TASK DETAILS: Which lines of the entries contain the string "sections"? Copy each of them.

------------------------------------------------------------

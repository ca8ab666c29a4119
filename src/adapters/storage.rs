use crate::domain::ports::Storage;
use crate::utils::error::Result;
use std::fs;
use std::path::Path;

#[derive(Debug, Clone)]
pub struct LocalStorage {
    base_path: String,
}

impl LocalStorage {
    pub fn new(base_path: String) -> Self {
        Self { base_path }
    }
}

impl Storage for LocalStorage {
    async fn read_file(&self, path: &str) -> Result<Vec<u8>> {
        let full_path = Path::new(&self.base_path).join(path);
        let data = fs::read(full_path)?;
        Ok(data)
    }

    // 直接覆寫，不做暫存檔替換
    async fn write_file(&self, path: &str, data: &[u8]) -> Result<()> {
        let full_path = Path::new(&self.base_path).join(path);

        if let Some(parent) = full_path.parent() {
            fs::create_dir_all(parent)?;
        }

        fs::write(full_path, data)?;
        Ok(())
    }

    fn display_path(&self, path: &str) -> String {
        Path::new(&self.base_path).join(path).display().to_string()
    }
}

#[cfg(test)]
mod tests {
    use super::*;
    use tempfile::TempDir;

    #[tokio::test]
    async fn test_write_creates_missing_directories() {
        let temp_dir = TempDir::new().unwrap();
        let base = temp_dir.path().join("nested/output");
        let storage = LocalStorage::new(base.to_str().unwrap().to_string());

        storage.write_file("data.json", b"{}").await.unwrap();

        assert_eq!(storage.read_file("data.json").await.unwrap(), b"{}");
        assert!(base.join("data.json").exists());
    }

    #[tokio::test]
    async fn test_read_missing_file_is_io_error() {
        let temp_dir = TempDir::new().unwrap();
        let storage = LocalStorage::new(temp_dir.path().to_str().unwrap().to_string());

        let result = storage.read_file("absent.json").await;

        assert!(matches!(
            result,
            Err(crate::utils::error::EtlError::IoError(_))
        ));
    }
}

------------------------------------------------------------

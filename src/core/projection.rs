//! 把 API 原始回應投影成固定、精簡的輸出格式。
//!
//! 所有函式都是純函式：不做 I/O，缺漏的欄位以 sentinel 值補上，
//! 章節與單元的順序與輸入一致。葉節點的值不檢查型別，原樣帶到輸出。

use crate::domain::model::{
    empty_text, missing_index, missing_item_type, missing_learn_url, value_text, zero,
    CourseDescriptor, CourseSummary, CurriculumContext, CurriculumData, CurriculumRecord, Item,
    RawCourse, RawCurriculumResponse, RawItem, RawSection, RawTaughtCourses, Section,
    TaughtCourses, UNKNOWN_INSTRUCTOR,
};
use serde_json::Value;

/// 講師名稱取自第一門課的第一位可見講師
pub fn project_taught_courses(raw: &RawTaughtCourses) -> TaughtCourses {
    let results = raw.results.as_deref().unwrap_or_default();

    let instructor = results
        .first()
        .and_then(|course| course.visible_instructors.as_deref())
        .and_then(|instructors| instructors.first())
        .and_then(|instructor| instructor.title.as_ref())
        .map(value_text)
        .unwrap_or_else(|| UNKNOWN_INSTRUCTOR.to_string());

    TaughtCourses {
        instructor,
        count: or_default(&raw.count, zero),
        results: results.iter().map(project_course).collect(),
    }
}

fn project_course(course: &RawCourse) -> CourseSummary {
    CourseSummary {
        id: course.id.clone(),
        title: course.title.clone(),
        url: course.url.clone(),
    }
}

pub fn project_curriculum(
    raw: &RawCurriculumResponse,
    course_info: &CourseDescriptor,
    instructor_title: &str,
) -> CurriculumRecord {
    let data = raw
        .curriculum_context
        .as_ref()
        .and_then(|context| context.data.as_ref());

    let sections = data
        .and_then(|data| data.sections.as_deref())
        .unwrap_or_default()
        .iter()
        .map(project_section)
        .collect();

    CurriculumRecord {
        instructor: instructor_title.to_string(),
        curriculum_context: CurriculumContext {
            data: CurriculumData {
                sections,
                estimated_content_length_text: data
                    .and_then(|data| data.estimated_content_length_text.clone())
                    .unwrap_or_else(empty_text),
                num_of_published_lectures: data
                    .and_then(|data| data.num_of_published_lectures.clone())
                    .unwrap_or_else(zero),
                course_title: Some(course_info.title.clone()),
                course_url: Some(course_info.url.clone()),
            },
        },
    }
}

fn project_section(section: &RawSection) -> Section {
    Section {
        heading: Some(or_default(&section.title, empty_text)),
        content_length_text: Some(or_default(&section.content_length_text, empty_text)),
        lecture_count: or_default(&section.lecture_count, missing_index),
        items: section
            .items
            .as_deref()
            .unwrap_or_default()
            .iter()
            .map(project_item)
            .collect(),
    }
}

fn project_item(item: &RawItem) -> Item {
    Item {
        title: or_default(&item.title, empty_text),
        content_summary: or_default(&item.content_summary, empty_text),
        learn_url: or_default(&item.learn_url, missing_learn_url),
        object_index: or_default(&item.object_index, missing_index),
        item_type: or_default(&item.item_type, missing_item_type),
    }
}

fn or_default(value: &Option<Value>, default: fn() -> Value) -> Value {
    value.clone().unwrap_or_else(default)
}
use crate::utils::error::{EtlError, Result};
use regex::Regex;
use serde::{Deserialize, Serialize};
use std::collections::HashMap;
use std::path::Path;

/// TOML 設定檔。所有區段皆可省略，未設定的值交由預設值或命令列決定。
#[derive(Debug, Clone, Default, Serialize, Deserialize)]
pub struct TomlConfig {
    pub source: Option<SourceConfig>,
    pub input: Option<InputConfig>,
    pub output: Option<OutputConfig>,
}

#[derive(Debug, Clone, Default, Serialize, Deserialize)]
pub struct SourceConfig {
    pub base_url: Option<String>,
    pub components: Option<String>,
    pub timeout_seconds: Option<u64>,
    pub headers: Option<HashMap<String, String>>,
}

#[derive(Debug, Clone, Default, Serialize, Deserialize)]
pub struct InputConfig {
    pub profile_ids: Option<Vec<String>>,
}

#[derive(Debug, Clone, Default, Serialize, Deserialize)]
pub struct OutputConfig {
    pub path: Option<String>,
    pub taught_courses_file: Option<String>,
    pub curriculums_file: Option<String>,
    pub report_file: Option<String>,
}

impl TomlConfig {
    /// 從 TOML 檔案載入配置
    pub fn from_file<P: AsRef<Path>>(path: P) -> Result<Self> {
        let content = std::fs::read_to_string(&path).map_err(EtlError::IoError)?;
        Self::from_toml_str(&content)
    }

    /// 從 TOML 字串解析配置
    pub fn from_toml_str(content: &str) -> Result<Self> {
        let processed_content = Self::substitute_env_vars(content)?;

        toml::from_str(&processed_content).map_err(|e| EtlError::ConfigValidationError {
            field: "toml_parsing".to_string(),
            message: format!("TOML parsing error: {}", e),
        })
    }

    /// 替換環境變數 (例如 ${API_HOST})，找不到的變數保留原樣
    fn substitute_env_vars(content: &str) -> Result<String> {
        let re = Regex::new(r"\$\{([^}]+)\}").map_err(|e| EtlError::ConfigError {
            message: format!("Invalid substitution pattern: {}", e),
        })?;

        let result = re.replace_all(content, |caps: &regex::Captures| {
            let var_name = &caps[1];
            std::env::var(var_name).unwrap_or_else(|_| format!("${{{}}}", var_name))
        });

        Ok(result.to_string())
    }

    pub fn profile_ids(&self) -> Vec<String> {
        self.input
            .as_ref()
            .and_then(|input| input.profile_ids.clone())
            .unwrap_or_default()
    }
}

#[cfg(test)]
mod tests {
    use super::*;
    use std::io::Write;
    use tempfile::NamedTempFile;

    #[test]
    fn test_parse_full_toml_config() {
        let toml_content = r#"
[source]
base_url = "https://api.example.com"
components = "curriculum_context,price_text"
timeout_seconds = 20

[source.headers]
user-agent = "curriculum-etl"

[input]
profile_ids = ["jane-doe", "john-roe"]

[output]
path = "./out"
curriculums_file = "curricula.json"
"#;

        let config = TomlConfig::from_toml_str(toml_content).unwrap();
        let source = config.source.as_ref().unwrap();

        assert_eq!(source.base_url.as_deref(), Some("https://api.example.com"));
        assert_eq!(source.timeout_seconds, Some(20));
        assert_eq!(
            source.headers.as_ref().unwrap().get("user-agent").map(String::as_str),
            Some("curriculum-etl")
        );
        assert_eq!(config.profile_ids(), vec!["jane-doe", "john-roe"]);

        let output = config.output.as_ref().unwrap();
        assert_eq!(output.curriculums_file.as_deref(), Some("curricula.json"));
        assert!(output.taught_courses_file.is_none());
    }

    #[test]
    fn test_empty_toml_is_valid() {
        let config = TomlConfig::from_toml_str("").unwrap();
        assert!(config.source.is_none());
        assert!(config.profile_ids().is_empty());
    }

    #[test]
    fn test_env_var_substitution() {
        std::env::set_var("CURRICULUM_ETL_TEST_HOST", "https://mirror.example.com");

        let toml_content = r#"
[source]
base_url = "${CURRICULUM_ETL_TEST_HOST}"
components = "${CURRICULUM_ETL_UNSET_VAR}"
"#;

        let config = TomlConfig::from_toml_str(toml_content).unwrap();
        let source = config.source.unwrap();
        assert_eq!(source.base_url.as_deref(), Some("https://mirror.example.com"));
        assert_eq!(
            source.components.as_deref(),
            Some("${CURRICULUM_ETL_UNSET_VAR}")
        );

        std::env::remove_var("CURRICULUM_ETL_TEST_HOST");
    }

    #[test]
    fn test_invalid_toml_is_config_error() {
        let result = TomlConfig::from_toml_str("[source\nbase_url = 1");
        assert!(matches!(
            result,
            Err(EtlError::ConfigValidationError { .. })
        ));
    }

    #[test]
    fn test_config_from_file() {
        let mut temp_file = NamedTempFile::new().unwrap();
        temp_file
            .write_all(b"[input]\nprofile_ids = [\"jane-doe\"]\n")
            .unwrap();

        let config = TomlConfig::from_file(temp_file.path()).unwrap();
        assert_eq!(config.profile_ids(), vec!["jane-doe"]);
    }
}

------------------------------------------------------------

SOLUTION TO THIS PROBLEM:
    let sections = data
        .and_then(|data| data.sections.as_deref())
                sections,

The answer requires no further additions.